*** Begin section ***
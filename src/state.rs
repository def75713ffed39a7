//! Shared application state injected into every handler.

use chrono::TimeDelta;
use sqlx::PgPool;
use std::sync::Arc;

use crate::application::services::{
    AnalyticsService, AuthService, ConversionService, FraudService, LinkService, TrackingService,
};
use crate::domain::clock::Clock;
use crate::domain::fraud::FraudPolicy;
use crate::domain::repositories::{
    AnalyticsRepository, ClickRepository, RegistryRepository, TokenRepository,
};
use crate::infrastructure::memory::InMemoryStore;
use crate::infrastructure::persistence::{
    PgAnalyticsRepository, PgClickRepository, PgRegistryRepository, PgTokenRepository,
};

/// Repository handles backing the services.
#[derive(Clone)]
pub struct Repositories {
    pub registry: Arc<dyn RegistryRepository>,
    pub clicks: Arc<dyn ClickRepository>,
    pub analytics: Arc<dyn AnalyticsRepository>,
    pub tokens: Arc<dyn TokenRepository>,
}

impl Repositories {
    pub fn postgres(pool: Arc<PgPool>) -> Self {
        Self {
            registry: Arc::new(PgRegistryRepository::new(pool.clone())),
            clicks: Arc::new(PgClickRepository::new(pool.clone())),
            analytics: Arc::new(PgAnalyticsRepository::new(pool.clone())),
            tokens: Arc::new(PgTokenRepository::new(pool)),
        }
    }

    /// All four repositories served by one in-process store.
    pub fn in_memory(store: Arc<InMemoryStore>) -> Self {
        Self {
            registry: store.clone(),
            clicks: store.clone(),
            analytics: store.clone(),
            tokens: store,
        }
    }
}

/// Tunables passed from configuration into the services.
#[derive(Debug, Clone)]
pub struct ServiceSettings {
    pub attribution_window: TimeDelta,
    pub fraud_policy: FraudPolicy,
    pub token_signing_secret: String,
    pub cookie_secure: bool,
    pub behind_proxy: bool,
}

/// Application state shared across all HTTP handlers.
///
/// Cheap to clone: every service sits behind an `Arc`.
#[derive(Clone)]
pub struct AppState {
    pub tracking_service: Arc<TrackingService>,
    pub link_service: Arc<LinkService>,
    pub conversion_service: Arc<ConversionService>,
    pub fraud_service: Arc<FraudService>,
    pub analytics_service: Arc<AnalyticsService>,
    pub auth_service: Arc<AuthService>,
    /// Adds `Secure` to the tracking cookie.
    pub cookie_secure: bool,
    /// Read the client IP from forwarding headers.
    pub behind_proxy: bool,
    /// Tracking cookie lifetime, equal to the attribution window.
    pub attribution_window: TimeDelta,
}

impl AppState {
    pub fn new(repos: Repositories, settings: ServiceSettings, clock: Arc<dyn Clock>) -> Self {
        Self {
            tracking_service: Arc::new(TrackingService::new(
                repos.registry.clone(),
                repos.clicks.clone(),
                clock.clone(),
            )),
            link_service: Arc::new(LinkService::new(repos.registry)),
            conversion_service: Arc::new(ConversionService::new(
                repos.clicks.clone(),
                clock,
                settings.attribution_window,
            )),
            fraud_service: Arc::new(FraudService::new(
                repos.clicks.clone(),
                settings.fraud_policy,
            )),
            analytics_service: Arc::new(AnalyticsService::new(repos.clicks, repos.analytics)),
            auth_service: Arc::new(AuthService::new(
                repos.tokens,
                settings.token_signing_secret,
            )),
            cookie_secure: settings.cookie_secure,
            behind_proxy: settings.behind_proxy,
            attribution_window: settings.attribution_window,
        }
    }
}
*** End section ***
*** Begin section ***
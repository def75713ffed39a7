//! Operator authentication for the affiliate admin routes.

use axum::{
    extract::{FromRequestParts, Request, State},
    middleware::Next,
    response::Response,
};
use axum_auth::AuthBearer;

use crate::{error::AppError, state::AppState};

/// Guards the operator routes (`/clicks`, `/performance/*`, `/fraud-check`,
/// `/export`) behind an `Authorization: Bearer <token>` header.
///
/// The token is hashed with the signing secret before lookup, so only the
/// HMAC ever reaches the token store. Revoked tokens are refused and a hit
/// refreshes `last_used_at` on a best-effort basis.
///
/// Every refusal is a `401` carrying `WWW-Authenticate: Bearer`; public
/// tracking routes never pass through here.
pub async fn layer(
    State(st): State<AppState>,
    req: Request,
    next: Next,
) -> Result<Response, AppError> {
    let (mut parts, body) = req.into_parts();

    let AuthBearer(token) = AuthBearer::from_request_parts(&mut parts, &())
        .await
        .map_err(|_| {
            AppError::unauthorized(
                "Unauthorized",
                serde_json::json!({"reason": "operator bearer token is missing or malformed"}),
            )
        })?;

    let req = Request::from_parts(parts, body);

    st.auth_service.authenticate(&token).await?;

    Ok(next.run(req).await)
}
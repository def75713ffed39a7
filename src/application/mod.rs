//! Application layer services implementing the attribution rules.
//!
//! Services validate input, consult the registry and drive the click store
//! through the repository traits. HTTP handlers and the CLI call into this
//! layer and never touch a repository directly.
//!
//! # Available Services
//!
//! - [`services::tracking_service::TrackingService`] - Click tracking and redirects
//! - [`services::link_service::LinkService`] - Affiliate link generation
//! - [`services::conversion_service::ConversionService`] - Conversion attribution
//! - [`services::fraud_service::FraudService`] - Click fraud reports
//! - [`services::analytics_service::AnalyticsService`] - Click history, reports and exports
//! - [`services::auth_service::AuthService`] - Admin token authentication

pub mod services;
*** End section ***
*** Begin section ***
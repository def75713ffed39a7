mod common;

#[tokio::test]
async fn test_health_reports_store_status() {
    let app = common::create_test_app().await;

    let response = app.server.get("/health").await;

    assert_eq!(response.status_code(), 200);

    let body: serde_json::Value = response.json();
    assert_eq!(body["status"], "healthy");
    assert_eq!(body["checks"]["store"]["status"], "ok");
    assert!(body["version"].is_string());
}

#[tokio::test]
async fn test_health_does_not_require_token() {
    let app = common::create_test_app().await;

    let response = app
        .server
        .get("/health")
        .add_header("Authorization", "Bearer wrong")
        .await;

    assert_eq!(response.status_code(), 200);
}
*** End section ***
Across the listing, count every line with "PgPool" in it and give the number only.

• Answer space: 2